(Records from a dataset)
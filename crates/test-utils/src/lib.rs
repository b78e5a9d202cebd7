//! Deterministic generators for headers, stored-header chains and OP_RETURN payloads used across
//! the workspace's test suites.

use std::sync::Once;

use bitcoin::pow::Work;
use rand::{rngs::StdRng, Rng, SeedableRng};
use spv_bridge_common::logging::{self, LoggerConfig};
use spv_bridge_params::prelude::RelayParams;
use spv_bridge_primitives::{
    stored::TIMESTAMP_WINDOW, work::work_from_nbits, BtcHeader, BtcStoredHeader,
};

/// Initializes the workspace logging stack once per test binary, so `RUST_LOG` works in tests.
pub fn init_test_logging() {
    static INIT: Once = Once::new();
    INIT.call_once(|| logging::init(LoggerConfig::with_base_name("spv-bridge-tests")));
}

/// A difficulty-1 nbits value used throughout the test suites.
pub const TEST_NBITS: u32 = 0x1d00ffff;

/// Base timestamp for generated chains.
pub const TEST_GENESIS_TS: u32 = 1_600_000_000;

/// Builds a header with deterministic merkle root and nonce derived from `seed`.
pub fn test_header(timestamp: u32, seed: u64) -> BtcHeader {
    let mut rng = StdRng::seed_from_u64(seed);
    let merkle: [u8; 32] = rng.gen();
    BtcHeader::new(2, [0u8; 32], merkle, timestamp, TEST_NBITS, rng.gen())
}

/// Bootstraps an anchor stored header at the given height.
pub fn anchor_at(height: u32) -> BtcStoredHeader {
    BtcStoredHeader::new(
        test_header(TEST_GENESIS_TS, u64::from(height)),
        work_from_nbits(TEST_NBITS).unwrap(),
        height,
        TEST_GENESIS_TS - 1_000_000,
        [TEST_GENESIS_TS; TIMESTAMP_WINDOW],
    )
    .unwrap()
}

/// Generates `len` consecutive headers extending `anchor`, ten minutes apart, together with the
/// stored-header chain the relay should compute for them.
///
/// The returned raw headers have unresolved previous blockhashes, matching what a submission
/// batch decoded from compact serializations looks like.
pub fn header_chain(anchor: &BtcStoredHeader, len: usize) -> (Vec<BtcHeader>, Vec<BtcStoredHeader>) {
    let params = RelayParams::default();
    let mut headers = Vec::with_capacity(len);
    let mut stored = Vec::with_capacity(len);

    let mut parent = *anchor;
    for i in 0..len {
        let ts = parent.header().timestamp() + 600;
        let header = test_header(ts, u64::from(anchor.block_height()) * 1000 + i as u64);
        let next = parent.compute_next(header, &params).unwrap();
        // Strip the placeholder prevhash so the batch looks like decoded compact headers.
        headers.push(BtcHeader::deserialize(&header.serialize_compact()).unwrap());
        stored.push(next);
        parent = next;
    }

    (headers, stored)
}

/// Sums the per-block work of `n` difficulty-1 blocks on top of `base`.
pub fn accumulated_work(base: Work, n: usize) -> Work {
    let per_block = work_from_nbits(TEST_NBITS).unwrap();
    let mut acc = base;
    for _ in 0..n {
        acc = spv_bridge_primitives::work::checked_add_work(acc, per_block).unwrap();
    }
    acc
}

> Exercise details:
Copy out the range of lines above starting at the line with "stored.push(next);" and ending at the line with "for _ in 0..n", exactly and including both.

> Result of this task:
        stored.push(next);
        parent = next;
    }

    (headers, stored)
}

/// Sums the per-block work of `n` difficulty-1 blocks on top of `base`.
pub fn accumulated_work(base: Work, n: usize) -> Work {
    let per_block = work_from_nbits(TEST_NBITS).unwrap();
    let mut acc = base;
    for _ in 0..n {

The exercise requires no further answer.